WHAT IS EXPECTED:
Search the material for the word "structure" and report each line where it turns up.

——————————

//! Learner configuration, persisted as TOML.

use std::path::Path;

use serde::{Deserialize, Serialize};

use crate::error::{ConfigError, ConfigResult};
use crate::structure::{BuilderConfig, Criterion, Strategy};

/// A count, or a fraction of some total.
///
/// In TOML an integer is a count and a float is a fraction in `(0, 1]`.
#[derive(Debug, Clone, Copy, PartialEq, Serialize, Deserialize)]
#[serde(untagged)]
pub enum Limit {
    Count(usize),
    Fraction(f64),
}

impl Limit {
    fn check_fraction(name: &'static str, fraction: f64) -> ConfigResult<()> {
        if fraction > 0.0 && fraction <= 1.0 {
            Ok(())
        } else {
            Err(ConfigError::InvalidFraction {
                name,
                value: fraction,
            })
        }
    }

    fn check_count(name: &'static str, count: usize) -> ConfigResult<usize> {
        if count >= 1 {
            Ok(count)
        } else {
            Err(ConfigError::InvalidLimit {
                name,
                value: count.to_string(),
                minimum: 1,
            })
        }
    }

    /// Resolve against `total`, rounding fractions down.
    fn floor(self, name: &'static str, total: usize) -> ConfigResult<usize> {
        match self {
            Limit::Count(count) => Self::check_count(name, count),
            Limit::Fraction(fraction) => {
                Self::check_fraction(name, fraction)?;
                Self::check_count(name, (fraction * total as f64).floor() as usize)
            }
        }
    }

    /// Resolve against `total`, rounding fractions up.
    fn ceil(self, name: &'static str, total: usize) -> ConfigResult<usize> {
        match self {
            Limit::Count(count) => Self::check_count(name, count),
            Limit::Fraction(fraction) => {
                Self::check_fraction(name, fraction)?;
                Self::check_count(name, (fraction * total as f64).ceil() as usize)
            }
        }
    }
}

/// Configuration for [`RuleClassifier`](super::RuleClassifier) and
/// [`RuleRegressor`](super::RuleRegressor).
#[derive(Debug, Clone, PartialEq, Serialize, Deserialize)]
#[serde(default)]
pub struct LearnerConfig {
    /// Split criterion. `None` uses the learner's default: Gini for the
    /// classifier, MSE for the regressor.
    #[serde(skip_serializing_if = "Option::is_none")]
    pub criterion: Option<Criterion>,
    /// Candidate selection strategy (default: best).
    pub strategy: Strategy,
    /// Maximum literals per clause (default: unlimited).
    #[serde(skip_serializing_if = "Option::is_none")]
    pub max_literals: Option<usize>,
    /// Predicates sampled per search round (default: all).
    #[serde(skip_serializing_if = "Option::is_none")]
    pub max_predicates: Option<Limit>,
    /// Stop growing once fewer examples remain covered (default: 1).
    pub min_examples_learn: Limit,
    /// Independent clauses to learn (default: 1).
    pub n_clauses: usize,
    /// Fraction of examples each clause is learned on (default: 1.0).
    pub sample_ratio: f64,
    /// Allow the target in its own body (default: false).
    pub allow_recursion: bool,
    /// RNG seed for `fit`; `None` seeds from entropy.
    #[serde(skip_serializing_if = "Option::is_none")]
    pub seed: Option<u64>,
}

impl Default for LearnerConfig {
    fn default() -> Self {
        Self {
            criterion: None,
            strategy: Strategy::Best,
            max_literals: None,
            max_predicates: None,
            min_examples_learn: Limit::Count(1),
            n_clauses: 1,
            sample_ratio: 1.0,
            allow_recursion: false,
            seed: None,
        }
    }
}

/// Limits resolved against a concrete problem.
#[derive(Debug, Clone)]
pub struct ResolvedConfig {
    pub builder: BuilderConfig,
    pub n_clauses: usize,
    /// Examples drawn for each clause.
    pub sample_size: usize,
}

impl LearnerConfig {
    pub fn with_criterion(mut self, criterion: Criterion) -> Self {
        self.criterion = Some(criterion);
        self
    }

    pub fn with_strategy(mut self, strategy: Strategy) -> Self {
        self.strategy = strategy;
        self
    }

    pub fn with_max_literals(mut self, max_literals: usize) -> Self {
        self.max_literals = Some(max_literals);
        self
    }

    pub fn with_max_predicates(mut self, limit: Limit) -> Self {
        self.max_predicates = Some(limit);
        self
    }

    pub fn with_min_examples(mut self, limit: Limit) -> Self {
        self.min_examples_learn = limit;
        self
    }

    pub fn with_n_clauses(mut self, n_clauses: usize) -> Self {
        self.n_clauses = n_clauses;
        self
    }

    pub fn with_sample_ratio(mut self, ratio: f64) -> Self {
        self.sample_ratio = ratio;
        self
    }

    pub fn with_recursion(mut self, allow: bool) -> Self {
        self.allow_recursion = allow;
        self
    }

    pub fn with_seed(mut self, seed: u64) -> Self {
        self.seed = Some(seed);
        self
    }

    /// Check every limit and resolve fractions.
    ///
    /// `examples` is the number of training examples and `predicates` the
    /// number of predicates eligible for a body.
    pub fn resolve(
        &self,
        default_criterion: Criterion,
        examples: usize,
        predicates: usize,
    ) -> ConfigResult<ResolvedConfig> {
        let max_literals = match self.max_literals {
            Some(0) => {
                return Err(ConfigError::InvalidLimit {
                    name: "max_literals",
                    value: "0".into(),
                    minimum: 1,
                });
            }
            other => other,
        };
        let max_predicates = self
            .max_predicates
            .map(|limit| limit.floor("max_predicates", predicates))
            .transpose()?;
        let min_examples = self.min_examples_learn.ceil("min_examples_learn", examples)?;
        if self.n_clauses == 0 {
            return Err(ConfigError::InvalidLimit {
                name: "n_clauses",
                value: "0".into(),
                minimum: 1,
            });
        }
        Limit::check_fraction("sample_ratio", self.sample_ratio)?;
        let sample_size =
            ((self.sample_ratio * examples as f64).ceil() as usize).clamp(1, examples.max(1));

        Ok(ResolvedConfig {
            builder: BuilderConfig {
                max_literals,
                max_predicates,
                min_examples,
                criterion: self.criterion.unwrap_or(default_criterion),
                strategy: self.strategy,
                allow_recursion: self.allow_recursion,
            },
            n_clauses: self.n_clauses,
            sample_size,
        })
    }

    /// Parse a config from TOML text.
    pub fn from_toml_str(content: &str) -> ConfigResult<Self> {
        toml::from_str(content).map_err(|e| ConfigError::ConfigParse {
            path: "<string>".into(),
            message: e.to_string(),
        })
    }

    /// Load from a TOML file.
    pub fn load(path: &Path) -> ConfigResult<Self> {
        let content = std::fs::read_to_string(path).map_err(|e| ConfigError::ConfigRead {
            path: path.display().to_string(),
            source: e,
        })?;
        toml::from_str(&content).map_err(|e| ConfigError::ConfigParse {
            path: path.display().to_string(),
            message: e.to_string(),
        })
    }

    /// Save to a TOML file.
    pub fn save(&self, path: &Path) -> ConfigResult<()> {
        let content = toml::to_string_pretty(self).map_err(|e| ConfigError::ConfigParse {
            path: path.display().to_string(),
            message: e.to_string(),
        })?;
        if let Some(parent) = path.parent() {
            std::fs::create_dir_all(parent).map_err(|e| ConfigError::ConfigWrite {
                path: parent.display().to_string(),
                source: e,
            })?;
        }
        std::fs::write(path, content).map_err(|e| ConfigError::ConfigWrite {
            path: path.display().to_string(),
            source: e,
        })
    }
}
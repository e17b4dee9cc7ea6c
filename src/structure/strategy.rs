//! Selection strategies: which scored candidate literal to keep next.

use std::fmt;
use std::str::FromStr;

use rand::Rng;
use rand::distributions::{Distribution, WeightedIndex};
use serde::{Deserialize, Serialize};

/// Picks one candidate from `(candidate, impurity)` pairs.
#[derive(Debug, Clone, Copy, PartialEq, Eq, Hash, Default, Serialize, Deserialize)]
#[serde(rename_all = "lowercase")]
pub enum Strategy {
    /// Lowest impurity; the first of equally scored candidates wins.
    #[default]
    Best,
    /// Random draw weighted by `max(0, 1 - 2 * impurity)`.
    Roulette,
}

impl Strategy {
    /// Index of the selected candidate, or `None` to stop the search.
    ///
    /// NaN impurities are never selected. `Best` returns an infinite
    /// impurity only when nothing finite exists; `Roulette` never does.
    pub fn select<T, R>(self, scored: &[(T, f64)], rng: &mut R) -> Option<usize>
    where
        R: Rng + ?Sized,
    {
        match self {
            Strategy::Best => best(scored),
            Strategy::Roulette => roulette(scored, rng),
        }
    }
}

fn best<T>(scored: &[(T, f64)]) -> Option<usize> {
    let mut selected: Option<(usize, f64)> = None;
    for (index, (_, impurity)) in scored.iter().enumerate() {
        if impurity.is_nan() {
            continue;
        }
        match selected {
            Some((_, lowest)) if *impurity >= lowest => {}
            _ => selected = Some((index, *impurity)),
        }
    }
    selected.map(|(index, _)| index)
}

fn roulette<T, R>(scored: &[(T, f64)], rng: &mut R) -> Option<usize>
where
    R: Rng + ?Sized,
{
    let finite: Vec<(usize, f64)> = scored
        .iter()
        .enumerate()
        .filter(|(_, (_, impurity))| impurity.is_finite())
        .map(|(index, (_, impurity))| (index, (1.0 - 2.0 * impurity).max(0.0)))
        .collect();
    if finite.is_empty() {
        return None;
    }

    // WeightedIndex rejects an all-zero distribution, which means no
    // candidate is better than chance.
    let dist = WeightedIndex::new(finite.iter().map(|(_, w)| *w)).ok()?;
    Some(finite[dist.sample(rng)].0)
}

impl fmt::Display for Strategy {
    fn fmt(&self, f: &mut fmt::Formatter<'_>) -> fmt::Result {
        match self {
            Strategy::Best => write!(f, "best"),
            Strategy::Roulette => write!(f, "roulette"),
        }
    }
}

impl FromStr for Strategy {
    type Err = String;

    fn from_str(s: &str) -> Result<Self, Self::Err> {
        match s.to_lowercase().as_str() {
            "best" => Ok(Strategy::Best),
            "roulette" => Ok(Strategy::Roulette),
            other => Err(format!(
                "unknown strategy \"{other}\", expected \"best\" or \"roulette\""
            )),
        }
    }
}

——————————

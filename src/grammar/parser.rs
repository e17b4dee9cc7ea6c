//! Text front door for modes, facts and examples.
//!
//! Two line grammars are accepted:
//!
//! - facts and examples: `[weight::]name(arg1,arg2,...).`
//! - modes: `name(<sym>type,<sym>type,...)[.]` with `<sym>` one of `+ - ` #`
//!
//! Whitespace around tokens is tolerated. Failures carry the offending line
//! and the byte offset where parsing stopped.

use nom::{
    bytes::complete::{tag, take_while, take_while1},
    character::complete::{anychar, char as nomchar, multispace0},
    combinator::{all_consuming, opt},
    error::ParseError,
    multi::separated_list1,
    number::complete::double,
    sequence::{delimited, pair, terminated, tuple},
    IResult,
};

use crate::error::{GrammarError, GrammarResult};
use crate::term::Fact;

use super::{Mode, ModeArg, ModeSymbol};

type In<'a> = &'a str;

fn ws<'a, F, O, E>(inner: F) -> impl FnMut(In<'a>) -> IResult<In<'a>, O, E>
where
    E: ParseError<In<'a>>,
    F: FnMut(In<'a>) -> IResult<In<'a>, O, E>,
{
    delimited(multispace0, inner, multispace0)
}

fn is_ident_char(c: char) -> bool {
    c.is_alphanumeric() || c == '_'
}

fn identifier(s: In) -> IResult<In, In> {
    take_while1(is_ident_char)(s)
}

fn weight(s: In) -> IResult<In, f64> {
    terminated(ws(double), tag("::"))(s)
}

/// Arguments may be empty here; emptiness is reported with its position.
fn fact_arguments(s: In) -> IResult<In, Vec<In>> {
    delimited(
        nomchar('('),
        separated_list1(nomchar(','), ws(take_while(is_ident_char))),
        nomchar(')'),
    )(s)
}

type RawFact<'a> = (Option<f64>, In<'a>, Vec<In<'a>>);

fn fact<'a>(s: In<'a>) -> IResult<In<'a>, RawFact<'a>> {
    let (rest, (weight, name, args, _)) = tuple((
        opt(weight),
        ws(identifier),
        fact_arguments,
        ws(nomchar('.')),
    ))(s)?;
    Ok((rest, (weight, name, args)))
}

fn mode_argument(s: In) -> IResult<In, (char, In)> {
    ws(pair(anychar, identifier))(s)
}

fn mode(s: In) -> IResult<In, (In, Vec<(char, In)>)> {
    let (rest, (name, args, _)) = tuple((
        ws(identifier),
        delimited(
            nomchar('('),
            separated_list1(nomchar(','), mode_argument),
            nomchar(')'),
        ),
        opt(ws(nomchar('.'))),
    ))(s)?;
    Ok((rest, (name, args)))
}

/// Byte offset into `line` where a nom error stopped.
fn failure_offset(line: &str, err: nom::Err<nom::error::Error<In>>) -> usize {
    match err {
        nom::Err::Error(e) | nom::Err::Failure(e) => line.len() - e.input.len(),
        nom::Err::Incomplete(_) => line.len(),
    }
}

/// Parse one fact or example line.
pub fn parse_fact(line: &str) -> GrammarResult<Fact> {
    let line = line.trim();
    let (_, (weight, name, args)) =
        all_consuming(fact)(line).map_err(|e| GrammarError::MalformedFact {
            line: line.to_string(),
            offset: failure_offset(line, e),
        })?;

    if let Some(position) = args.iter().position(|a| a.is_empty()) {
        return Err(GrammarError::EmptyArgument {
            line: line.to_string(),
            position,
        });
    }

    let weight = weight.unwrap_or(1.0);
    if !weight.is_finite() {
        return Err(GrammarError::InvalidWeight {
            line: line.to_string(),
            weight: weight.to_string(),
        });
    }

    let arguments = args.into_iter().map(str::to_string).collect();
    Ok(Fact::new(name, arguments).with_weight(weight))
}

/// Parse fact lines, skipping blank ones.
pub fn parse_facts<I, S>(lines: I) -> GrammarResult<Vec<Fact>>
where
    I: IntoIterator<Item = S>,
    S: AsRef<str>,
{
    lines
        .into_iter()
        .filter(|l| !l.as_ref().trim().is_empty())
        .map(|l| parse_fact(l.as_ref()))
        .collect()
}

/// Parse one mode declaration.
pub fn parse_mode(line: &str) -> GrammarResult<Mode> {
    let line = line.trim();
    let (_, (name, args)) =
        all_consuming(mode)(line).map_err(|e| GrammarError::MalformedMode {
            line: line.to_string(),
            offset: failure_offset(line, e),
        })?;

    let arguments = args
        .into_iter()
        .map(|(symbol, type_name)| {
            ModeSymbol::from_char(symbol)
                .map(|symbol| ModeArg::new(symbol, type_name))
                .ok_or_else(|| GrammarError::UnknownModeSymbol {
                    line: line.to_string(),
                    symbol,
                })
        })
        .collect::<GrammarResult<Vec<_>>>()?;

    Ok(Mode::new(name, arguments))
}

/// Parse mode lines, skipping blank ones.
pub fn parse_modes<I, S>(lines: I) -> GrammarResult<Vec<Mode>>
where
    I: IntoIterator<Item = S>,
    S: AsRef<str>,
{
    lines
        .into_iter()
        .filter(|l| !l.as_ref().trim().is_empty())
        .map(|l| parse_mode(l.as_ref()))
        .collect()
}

——————————

ANSWER SPACE:
use crate::structure::{BuilderConfig, Criterion, Strategy};
filename src/structure/strategy.rs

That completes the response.